Counseling Center partners with Therapy Assistance Online


Texas State Counseling Center

The Texas State University Counseling Center has partnered with TAO, an online program that provides support for anxiety, depression and other common concerns.

Mayela Ramirez

Texas State students can now avoid the troubles of booking an appointment at the counseling center with an online therapy program the center is implementing to accommodate busy students.

For fall 2017, Texas State has partnered with Therapy Assistance Online to help students who seek counseling services but find they are too restrained by tight schedules to make an appointment at the counseling center. This problem is compounded by the fact counselors on campus are often packed with booked appointments.

Texas State participated in a 2013 survey performed by the American Psychological Association, which found mental health issues were a growing concern of 95 percent of the counseling center directors surveyed.

The loaded schedules of both students and college counselors are exactly why Sherry Benton, a psychologist working at the University of Kansas Counseling Center, was inspired to create TAO in 2012.

Benton, who has previously written for Psychology Today, said she wanted to create a program that gives students the immediate help on-campus counseling centers may not consistently be able to offer.

“It’s so common, especially for someone who has anxiety, that when you’re really in the middle of struggling with it, it might be two in the morning,” Benton said. “If your appointment is the next day at 10 in the morning, you might not feel all that anxious by then, so having that resource at your disposal online can be more effective.”

Benton, along with the dean of the College of Education at the University of Kansas, partnered with videographers, programmers and web developers to create an online therapy program specifically designed for college students.

TAO, which is completely free for Texas State students, offers self-help videos on a variety of topics.
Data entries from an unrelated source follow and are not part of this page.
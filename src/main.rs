//! Binary entry point for hoplite.
//!
//! This binary provides the CLI for the hoplite deck linter.

#![deny(clippy::all)]
#![warn(clippy::pedantic)]
#![warn(missing_docs)]
// Allow print_stderr/print_stdout in main binary for CLI output
#![allow(clippy::print_stderr)]
#![allow(clippy::print_stdout)]
// Allow needless_pass_by_value for command functions
#![allow(clippy::needless_pass_by_value)]

use clap::{Parser, Subcommand};
use hoplite::analysis::TagSchema;
use hoplite::config::{BackendKind, HopliteConfig};
use hoplite::deck::{FieldMap, build_from_export};
use hoplite::detect::analyze_deck_internal;
use hoplite::io::{read_candidates, render_summary, write_report_file};
use hoplite::lemma::{HttpLemmaBackend, LemmaProvider, LexiconBackend};
use hoplite::lint::{CardReport, LintOptions, lint_candidates};
use hoplite::stopwords::StopWords;
use std::path::PathBuf;
use std::process::ExitCode;
use std::time::Duration;
use tracing_subscriber::EnvFilter;

/// Hoplite - duplicate-detection linter for Ancient Greek Anki decks.
#[derive(Parser)]
#[command(name = "hoplite")]
#[command(author, version, about, long_about = None)]
struct Cli {
    /// Enable verbose output.
    #[arg(short, long, global = true)]
    verbose: bool,

    /// Path to configuration file.
    #[arg(short, long, global = true)]
    config: Option<PathBuf>,

    #[command(subcommand)]
    command: Commands,
}

/// Available commands.
#[derive(Subcommand)]
enum Commands {
    /// Analyze candidate cards for duplicates against the reference deck.
    Lint {
        /// Path to the candidate file (columns: front, back, tags).
        #[arg(short, long)]
        input: PathBuf,

        /// Path to the output CSV report.
        #[arg(short, long)]
        out: PathBuf,

        /// Tag schema JSON; enables tag hygiene checks.
        #[arg(long)]
        tag_schema: Option<PathBuf>,

        /// Apply the schema's auto-tagging rules.
        #[arg(long, requires = "tag_schema")]
        auto_tag: bool,

        /// Score cloze quality per card.
        #[arg(long)]
        check_cloze: bool,

        /// Classify context richness per card.
        #[arg(long)]
        check_context: bool,

        /// Suggest cloze conversions per card.
        #[arg(long)]
        recommend_cloze: bool,

        /// Skip the intra-batch self-duplicate check.
        #[arg(long)]
        no_self_check: bool,
    },

    /// Self-check the reference deck for internal duplicates.
    CheckDeck {
        /// Optional CSV report path.
        #[arg(short, long)]
        out: Option<PathBuf>,
    },

    /// Show deck index and backend status.
    Status,
}

fn main() -> ExitCode {
    let cli = Cli::parse();
    init_tracing(cli.verbose);

    let config = match &cli.config {
        Some(path) => match HopliteConfig::load_from_file(path) {
            Ok(config) => config,
            Err(e) => {
                eprintln!("error: {e}");
                return ExitCode::FAILURE;
            },
        },
        None => HopliteConfig::load_default(),
    };

    let result = match cli.command {
        Commands::Lint {
            input,
            out,
            tag_schema,
            auto_tag,
            check_cloze,
            check_context,
            recommend_cloze,
            no_self_check,
        } => cmd_lint(
            config,
            input,
            out,
            tag_schema,
            LintFlags {
                auto_tag,
                check_cloze,
                check_context,
                recommend_cloze,
                no_self_check,
            },
        ),
        Commands::CheckDeck { out } => cmd_check_deck(config, out),
        Commands::Status => cmd_status(config),
    };

    match result {
        Ok(()) => ExitCode::SUCCESS,
        Err(e) => {
            eprintln!("error: {e}");
            ExitCode::FAILURE
        },
    }
}

fn init_tracing(verbose: bool) {
    let filter = if verbose {
        EnvFilter::new("hoplite=debug")
    } else {
        EnvFilter::try_from_default_env().unwrap_or_else(|_| EnvFilter::new("hoplite=info"))
    };
    let _ = tracing_subscriber::fmt()
        .with_env_filter(filter)
        .with_writer(std::io::stderr)
        .try_init();
}

/// Boolean lint toggles, grouped to keep `cmd_lint` readable.
struct LintFlags {
    auto_tag: bool,
    check_cloze: bool,
    check_context: bool,
    recommend_cloze: bool,
    no_self_check: bool,
}

/// Builds the lemma provider from configuration.
fn build_lemma_provider(config: &HopliteConfig) -> anyhow::Result<LemmaProvider> {
    let mut provider = LemmaProvider::new();

    match config.backend.kind {
        BackendKind::None => {},
        BackendKind::Lexicon => {
            let path = config.backend.lexicon_path.as_deref().ok_or_else(|| {
                anyhow::anyhow!("backend kind 'lexicon' requires backend.lexicon_path")
            })?;
            provider = provider.with_backend(Box::new(LexiconBackend::load(path)?));
        },
        BackendKind::Http => {
            let url = config
                .backend
                .url
                .as_deref()
                .ok_or_else(|| anyhow::anyhow!("backend kind 'http' requires backend.url"))?;
            provider = provider.with_backend(Box::new(HttpLemmaBackend::new(
                url,
                Duration::from_secs(config.backend.timeout_secs),
            )?));
        },
    }

    if let Some(path) = &config.lemma_cache_path {
        provider = provider.with_cache_path(path);
    }
    if let Some(path) = &config.lemma_overrides_path {
        provider = provider.with_overrides_path(path)?;
    }
    if let Some(path) = &config.stopwords_path {
        provider = provider.with_stopwords_path(path);
    }

    Ok(provider)
}

/// Lint command.
fn cmd_lint(
    config: HopliteConfig,
    input: PathBuf,
    out: PathBuf,
    tag_schema: Option<PathBuf>,
    flags: LintFlags,
) -> anyhow::Result<()> {
    let provider = build_lemma_provider(&config)?;
    let field_map = FieldMap::load(&config.field_map_path)?;
    let deck = build_from_export(&config.export_path, &field_map, Some(&provider));
    let candidates = read_candidates(&input)?;
    let stopwords = config
        .stopwords_path
        .as_deref()
        .map_or_else(StopWords::empty, StopWords::load);

    let options = LintOptions {
        tag_schema: tag_schema.as_deref().map(TagSchema::load).transpose()?,
        auto_tag: flags.auto_tag,
        check_cloze: flags.check_cloze,
        check_context: flags.check_context,
        recommend_cloze: flags.recommend_cloze,
        skip_self_check: flags.no_self_check,
    };

    let reports = lint_candidates(&candidates, &deck, &provider, &stopwords, &options);

    write_report_file(&out, &reports)?;
    provider.save_cache();

    print!("{}", render_summary(&reports));
    println!();
    println!("Wrote report: {}", out.display());
    Ok(())
}

/// Check-deck command.
fn cmd_check_deck(config: HopliteConfig, out: Option<PathBuf>) -> anyhow::Result<()> {
    let provider = build_lemma_provider(&config)?;
    let field_map = FieldMap::load(&config.field_map_path)?;
    let deck = build_from_export(&config.export_path, &field_map, Some(&provider));

    let duplicates = analyze_deck_internal(&deck, &provider);
    provider.save_cache();

    if duplicates.is_empty() {
        println!("No internal duplicates found ({} notes checked).", deck.len());
        return Ok(());
    }

    let reports: Vec<CardReport> = duplicates
        .into_iter()
        .map(|detection| CardReport {
            detection,
            self_duplicate: None,
            tags: None,
            cloze: None,
            context: None,
            recommendation: None,
        })
        .collect();

    for report in &reports {
        println!(
            "{:>6}  {}  ->  {}",
            report.detection.warning_level.as_str(),
            report.detection.front,
            report.detection.matched_note_ids
        );
    }
    println!();
    println!(
        "{} of {} notes have internal duplicates.",
        reports.len(),
        deck.len()
    );

    if let Some(path) = out {
        write_report_file(&path, &reports)?;
        println!("Wrote report: {}", path.display());
    }
    Ok(())
}

/// Status command.
fn cmd_status(config: HopliteConfig) -> anyhow::Result<()> {
    let provider = build_lemma_provider(&config)?;
    let field_map = FieldMap::load(&config.field_map_path)?;
    let deck = build_from_export(&config.export_path, &field_map, Some(&provider));

    println!("Hoplite Status");
    println!("==============");
    println!();
    println!("Reference export: {}", config.export_path.display());
    println!("Notes indexed: {}", deck.len());
    println!("  Exact-Greek keys: {}", deck.exact_key_count());
    println!("  Lemma keys:       {}", deck.lemma_key_count());
    println!("  Gloss keys:       {}", deck.gloss_key_count());
    println!();
    println!("Lemma backend: {}", provider.backend_name());
    println!("Cached lemmas: {}", provider.cache_len());
    println!(
        "Cache file: {}",
        config
            .lemma_cache_path
            .as_deref()
            .map_or_else(|| "(disabled)".to_string(), |p| p.display().to_string())
    );
    Ok(())
}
These include, but are not limited to depression, relationships, anxiety, stress, decision making and alcohol abuse.

Sergio Barrios, a senior counselor at the Texas State Counseling Center, wants to help increase students’ awareness of this free mental health resource.

“In order to reach out to more students, since some might not necessarily feel comfortable coming to the counseling center, we wanted to use this new method to reach out to those that don’t come here,” Barrios said. “Some students even use this resource between their (counseling) sessions as a supplement.”

The U.S. National Library of Medicine conducted a 10-year long study that showed the number of students using mental health services has increased from 19 percent in 2007 to 34 percent in 2017. However, even though the amount of students reaching out for support is expanding, College Stats reports 50 percent of students continue to struggle with anxiety on a daily basis.

Julianna Keeton, computer science junior, said the online mental health resource could really benefit college students and have a positive impact on their lives.

“I think (TAO) is good because of the mass amount of people who need counseling but are only allowed a certain amount of counseling visitations per year,” Keeton said. “Having self inputting data at your fingertips is more convenient.”

Students and faculty members can sign up on the TAO website using their Texas State email address to access the program. Once users have created an account, they can select which topic they would like to focus on; each topic has 12 interactive modules and can be completed at any pace. Users are encouraged to fill out the “wellness survey,” located in their profile to regularly monitor their progress.